L’autre côté de la frontière
© Sony Pictures
Par : Normand Pineault
Lorsqu’un attentat terroriste se produit à Kansas City, l’agent fédéral Matt Graver décide de refaire équipe avec Alejandro Gillick afin de poursuivre leur guerre contre les cartels mexicains et le trafic d’immigrants. Josh Brolin et Benicio del Toro reprennent ici respectivement leurs rôles, mais cette fois-ci, sans la voix de la raison qu’avait été le personnage d’Emily Blunt lors du premier film. Et comme le dit si bien l’une des répliques, il n’y a « plus de règles ». Ce qui s’avère malheureusement être le cas aussi pour le contenu de ce film très violent et graphique.

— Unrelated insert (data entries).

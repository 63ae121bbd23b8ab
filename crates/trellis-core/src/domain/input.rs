//! ProjectInput - raw form input and the rules it is checked against.

use serde::{Deserialize, Serialize};

use super::errors::ValidationError;

/// Bounds applied to form input before anything reaches the store.
#[derive(Debug, Clone, PartialEq, Eq, Serialize, Deserialize)]
#[serde(default)]
pub struct ValidationRules {
    pub title_min_len: usize,
    pub description_min_len: usize,
    pub people_min: u32,
    pub people_max: u32,
}

impl Default for ValidationRules {
    fn default() -> Self {
        Self {
            title_min_len: 1,
            description_min_len: 5,
            people_min: 1,
            people_max: 5,
        }
    }
}

/// The three form fields, exactly as typed.
#[derive(Debug, Clone, Default, PartialEq, Eq)]
pub struct ProjectInput {
    pub title: String,
    pub description: String,
    pub people: String,
}

/// Input that passed validation. Only constructed by [`ProjectInput::validate`].
#[derive(Debug, Clone, PartialEq, Eq)]
pub struct ValidProject {
    pub title: String,
    pub description: String,
    pub people: u32,
}

impl ProjectInput {
    pub fn new(
        title: impl Into<String>,
        description: impl Into<String>,
        people: impl Into<String>,
    ) -> Self {
        Self {
            title: title.into(),
            description: description.into(),
            people: people.into(),
        }
    }

    /// Checks title, then description, then people; the first failure wins.
    pub fn validate(&self, rules: &ValidationRules) -> Result<ValidProject, ValidationError> {
        let title = self.title.trim();
        if title.is_empty() || title.chars().count() < rules.title_min_len {
            return Err(ValidationError::EmptyTitle);
        }

        let description = self.description.trim();
        if description.chars().count() < rules.description_min_len {
            return Err(ValidationError::DescriptionTooShort {
                min: rules.description_min_len,
            });
        }

        let raw_people = self.people.trim();
        let people: i64 = raw_people
            .parse()
            .map_err(|_| ValidationError::PeopleNotANumber(raw_people.to_string()))?;
        if people < i64::from(rules.people_min) || people > i64::from(rules.people_max) {
            return Err(ValidationError::PeopleOutOfRange {
                min: rules.people_min,
                max: rules.people_max,
                value: people,
            });
        }

        Ok(ValidProject {
            title: title.to_string(),
            description: description.to_string(),
            // range-checked above
            people: people as u32,
        })
    }
}
//! Store - the observable project store.
//!
//! One `ProjectStore` is built at start-up and shared by `Rc` with every
//! view. It is the only owner of project records and the only place their
//! status changes.
//!
//! # Invariants
//! 1. Listeners are called in registration order, each with the same
//!    full [`Snapshot`] (never a diff).
//! 2. `move_project` with an unknown id or an unchanged status does not
//!    notify.
//! 3. A notification round has finished (every listener returned) before the
//!    mutating call returns.
//! 4. A mutation made from inside a listener does not re-enter the listener
//!    list. It triggers one more full round after the current one.
//!    Mutations made during the same round are coalesced: however many
//!    there were, the next round runs once, with a snapshot that already
//!    holds all of them.

mod listener;
mod snapshot;

pub use listener::ListenerId;
pub use snapshot::{BoardCounts, Snapshot};

use std::cell::{Cell, RefCell};
use std::rc::Rc;

use tracing::{debug, trace};

use crate::domain::{ProjectId, ProjectRecord, ProjectStatus};
use crate::ports::{Clock, IdGenerator, SystemClock, UlidGenerator};
use listener::ListenerRegistry;

pub struct ProjectStore {
    projects: RefCell<Vec<ProjectRecord>>,
    listeners: RefCell<ListenerRegistry>,
    ids: Box<dyn IdGenerator>,
    clock: Box<dyn Clock>,
    notifying: Cell<bool>,
    dirty: Cell<bool>,
}

impl ProjectStore {
    /// Store backed by the wall clock and ULID ids.
    pub fn new() -> Self {
        Self::with_ports(Box::new(UlidGenerator::new(SystemClock)), Box::new(SystemClock))
    }

    pub fn with_ports(ids: Box<dyn IdGenerator>, clock: Box<dyn Clock>) -> Self {
        Self {
            projects: RefCell::new(Vec::new()),
            listeners: RefCell::new(ListenerRegistry::default()),
            ids,
            clock,
            notifying: Cell::new(false),
            dirty: Cell::new(false),
        }
    }

    /// Registers `listener`. It is first called on the next mutation.
    pub fn add_listener(&self, listener: impl FnMut(&Snapshot) + 'static) -> ListenerId {
        let handle: Rc<RefCell<dyn FnMut(&Snapshot)>> = Rc::new(RefCell::new(listener));
        let id = self.listeners.borrow_mut().register(handle);
        trace!(listener = ?id, "listener registered");
        id
    }

    /// Returns whether the listener was registered.
    pub fn remove_listener(&self, id: ListenerId) -> bool {
        let removed = self.listeners.borrow_mut().remove(id);
        trace!(listener = ?id, removed, "listener removed");
        removed
    }

    pub fn listener_count(&self) -> usize {
        self.listeners.borrow().len()
    }

    /// Appends a new active project and notifies.
    ///
    /// Input is assumed to be validated already.
    pub fn add_project(
        &self,
        title: impl Into<String>,
        description: impl Into<String>,
        people: u32,
    ) -> ProjectId {
        let id = self.ids.generate_project_id();
        let record = ProjectRecord::new(id, title, description, people, self.clock.now());
        debug!(project_id = %id, title = %record.title, people, "project added");
        self.projects.borrow_mut().push(record);
        self.notify();
        id
    }

    /// Moves a project to `status`.
    ///
    /// Returns `false` (and notifies nobody) when the id is unknown or the
    /// project already has that status.
    pub fn move_project(&self, id: &ProjectId, status: ProjectStatus) -> bool {
        {
            let mut projects = self.projects.borrow_mut();
            let Some(project) = projects.iter_mut().find(|p| p.id == *id) else {
                debug!(project_id = %id, "move ignored: unknown project");
                return false;
            };
            if project.status == status {
                trace!(project_id = %id, %status, "move ignored: status unchanged");
                return false;
            }
            debug!(project_id = %id, from = %project.status, to = %status, "project moved");
            project.status = status;
        }
        self.notify();
        true
    }

    pub fn snapshot(&self) -> Snapshot {
        Snapshot::new(&self.projects.borrow())
    }

    pub fn find(&self, id: &ProjectId) -> Option<ProjectRecord> {
        self.projects.borrow().iter().find(|p| p.id == *id).cloned()
    }

    pub fn counts(&self) -> BoardCounts {
        self.snapshot().counts()
    }

    pub fn len(&self) -> usize {
        self.projects.borrow().len()
    }

    pub fn is_empty(&self) -> bool {
        self.projects.borrow().is_empty()
    }

    fn notify(&self) {
        if self.notifying.get() {
            // re-entrant mutation: the outer loop runs another round
            self.dirty.set(true);
            return;
        }
        let _guard = NotifyGuard::enter(&self.notifying);

        loop {
            self.dirty.set(false);
            let snapshot = self.snapshot();
            let handles = self.listeners.borrow().handles();
            trace!(listeners = handles.len(), projects = snapshot.len(), "notifying");

            for (id, listener) in handles {
                // removed by an earlier listener in this round
                if !self.listeners.borrow().contains(id) {
                    continue;
                }
                (&mut *listener.borrow_mut())(&snapshot);
            }

            if !self.dirty.get() {
                break;
            }
        }
    }
}

impl Default for ProjectStore {
    fn default() -> Self {
        Self::new()
    }
}

/// Clears the notifying flag even if a listener panics.
struct NotifyGuard<'a>(&'a Cell<bool>);

impl<'a> NotifyGuard<'a> {
    fn enter(flag: &'a Cell<bool>) -> Self {
        flag.set(true);
        Self(flag)
    }
}

impl Drop for NotifyGuard<'_> {
    fn drop(&mut self) {
        self.0.set(false);
    }
}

Stefano Sollima remplace ici Denis Villeneuve à la direction, tandis que le directeur photo et le compositeur, qui avaient tous les deux fait la force et la tension du premier opus, ont aussi été substitués, et cela se voit dès les premières minutes du film. Le manque de réalisme et d’originalité de certaines scènes, que ce soit dans l’environnement des personnages ou dans le montage lui-même, fait exactement le même effet qu’un bulletin de nouvelles à propos de la guerre : une déconnexion irritante du monde dans lequel nous tentons de nous plonger. L’ambiguïté totale des intentions des personnages, tous aussi gris en moralité les uns que les autres, n’aide pas non plus cette impression. Au lieu d’avoir une œuvre cohérente, la trame de fond devient ainsi un rapiècement sans liaison solide, et les acteurs, très sobres, sautent simplement de scènes en scènes pour la nécessité du scénario. Les brèves fusillades en guise d’action sont bien interprétées, mais sont noyées dans des longueurs inutiles, ce qui ne donne guère de décollage au film, qui nous sert même en conclusion la possibilité d’une seconde suite.
Seul autre artiste à revenir, le scénariste Taylor Sheridan (qui pourtant avait excellé avec le premier Sicario, ou même le dur Wind River) nous offre ici une histoire qui manque un peu de structure, un film qui ne possède pas d’identité propre. L’idée de peindre en sang un portrait de la guerre au terrorisme est un sujet prédominant du film, mais tombe à plat dans l’ombre de l’actualité réelle, que ce soit en parlant des conflits à la frontière américaine ou des atrocités commises dans un camp comme de l’autre.
Il est donc dur de ne pas comparer Sicario : Day of the Soldado à son prédécesseur, en l’occurrence, l’excellent thriller que nous avait offert Denis Villeneuve en 2015, puisqu’ils semblent définir les deux côtés d’une médaille, ou la frontière qui existe entre la qualité et le désordre que peut être une œuvre cinématographique.